## TO DO
Look in the material below for the line holding "fn teardown_withdraw(&mut self)". Set it down exactly, with each later line up to and including the line holding "a stale fetch".

## MATERIAL FOR THIS EXERCISE
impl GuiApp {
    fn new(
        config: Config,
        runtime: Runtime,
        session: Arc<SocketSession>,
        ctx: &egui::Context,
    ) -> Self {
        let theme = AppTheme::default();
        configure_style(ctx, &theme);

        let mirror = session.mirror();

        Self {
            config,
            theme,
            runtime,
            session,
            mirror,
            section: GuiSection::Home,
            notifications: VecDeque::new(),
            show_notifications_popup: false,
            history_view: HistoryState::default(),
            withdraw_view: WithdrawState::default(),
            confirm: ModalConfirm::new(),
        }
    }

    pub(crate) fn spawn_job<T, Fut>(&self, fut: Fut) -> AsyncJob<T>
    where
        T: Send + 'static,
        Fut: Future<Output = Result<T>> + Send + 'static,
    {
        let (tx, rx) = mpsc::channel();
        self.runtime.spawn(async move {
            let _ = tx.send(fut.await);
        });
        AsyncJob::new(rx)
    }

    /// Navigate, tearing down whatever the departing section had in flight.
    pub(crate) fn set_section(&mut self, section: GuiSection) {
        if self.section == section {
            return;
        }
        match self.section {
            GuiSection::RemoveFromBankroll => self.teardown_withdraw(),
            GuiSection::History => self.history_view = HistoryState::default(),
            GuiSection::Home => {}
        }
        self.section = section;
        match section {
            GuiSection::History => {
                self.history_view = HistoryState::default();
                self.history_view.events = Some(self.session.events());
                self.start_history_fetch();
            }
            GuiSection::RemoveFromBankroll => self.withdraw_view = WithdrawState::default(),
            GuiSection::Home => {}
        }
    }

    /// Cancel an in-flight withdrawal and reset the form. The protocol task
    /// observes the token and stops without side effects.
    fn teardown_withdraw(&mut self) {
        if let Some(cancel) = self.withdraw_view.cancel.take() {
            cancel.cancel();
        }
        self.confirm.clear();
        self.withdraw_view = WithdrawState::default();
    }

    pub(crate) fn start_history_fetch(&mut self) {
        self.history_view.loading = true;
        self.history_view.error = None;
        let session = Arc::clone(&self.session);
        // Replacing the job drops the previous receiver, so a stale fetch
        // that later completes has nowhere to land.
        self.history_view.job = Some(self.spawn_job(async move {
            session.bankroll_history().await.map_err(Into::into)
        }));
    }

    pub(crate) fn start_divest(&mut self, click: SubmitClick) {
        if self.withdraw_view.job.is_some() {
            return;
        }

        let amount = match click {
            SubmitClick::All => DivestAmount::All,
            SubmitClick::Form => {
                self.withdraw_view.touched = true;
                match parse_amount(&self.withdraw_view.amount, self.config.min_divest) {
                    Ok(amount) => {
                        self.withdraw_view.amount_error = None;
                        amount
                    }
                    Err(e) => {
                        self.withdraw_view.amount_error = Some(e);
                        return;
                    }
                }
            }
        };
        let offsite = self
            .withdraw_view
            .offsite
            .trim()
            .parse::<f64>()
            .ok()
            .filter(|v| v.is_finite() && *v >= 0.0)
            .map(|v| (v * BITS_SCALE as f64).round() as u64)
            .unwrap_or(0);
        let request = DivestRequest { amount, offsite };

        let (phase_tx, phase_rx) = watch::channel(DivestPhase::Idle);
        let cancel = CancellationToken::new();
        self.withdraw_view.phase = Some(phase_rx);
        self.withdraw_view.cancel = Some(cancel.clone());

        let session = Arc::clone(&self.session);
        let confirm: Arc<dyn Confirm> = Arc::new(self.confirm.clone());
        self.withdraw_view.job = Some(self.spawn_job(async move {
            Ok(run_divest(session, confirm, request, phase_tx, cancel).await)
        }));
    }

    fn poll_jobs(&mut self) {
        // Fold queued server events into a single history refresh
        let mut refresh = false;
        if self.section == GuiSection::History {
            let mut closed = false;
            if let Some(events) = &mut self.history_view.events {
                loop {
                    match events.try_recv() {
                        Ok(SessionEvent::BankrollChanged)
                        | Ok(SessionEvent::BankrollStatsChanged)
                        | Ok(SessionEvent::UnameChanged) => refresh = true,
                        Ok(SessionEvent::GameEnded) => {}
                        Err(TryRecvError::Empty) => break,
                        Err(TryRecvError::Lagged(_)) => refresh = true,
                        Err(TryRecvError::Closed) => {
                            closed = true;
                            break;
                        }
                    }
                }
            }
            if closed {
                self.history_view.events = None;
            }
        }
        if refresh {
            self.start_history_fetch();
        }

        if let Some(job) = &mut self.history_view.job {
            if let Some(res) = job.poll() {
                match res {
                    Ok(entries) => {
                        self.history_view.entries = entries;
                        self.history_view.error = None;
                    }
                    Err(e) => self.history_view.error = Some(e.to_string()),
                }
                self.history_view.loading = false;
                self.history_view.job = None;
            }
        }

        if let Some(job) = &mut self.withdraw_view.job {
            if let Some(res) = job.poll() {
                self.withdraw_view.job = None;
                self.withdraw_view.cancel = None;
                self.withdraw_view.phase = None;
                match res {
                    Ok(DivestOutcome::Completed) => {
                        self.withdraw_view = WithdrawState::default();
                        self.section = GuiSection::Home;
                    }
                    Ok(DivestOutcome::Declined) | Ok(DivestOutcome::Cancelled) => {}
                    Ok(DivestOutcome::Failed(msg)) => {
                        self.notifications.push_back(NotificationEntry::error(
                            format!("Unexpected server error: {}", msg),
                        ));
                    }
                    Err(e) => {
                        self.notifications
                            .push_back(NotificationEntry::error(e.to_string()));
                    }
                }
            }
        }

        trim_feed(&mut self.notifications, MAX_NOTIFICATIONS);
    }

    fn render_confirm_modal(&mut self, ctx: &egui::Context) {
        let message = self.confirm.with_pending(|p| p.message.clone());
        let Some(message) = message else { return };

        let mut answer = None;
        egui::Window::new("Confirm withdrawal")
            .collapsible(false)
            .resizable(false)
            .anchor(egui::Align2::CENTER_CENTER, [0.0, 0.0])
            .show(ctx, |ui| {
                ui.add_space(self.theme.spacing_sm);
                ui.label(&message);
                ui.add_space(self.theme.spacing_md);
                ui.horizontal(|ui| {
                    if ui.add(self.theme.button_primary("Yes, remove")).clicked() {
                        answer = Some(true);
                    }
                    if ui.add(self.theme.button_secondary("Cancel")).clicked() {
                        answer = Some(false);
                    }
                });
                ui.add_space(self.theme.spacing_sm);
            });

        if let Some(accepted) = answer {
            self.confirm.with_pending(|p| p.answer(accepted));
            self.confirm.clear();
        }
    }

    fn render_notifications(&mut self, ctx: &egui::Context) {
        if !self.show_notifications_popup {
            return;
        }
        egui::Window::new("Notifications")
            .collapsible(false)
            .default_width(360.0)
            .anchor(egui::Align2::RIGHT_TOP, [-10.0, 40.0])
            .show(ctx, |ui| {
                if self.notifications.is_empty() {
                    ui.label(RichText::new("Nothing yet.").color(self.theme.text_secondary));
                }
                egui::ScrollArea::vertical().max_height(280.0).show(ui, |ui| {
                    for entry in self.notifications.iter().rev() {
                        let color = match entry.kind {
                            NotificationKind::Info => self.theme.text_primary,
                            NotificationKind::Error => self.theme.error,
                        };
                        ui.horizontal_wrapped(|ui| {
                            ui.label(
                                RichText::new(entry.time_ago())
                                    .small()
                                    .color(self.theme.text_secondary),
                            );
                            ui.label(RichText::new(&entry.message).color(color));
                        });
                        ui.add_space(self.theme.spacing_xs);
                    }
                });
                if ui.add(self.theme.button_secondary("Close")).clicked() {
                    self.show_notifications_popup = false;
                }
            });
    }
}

## RESULT
    fn teardown_withdraw(&mut self) {
        if let Some(cancel) = self.withdraw_view.cancel.take() {
            cancel.cancel();
        }
        self.confirm.clear();
        self.withdraw_view = WithdrawState::default();
    }

    pub(crate) fn start_history_fetch(&mut self) {
        self.history_view.loading = true;
        self.history_view.error = None;
        let session = Arc::clone(&self.session);
        // Replacing the job drops the previous receiver, so a stale fetch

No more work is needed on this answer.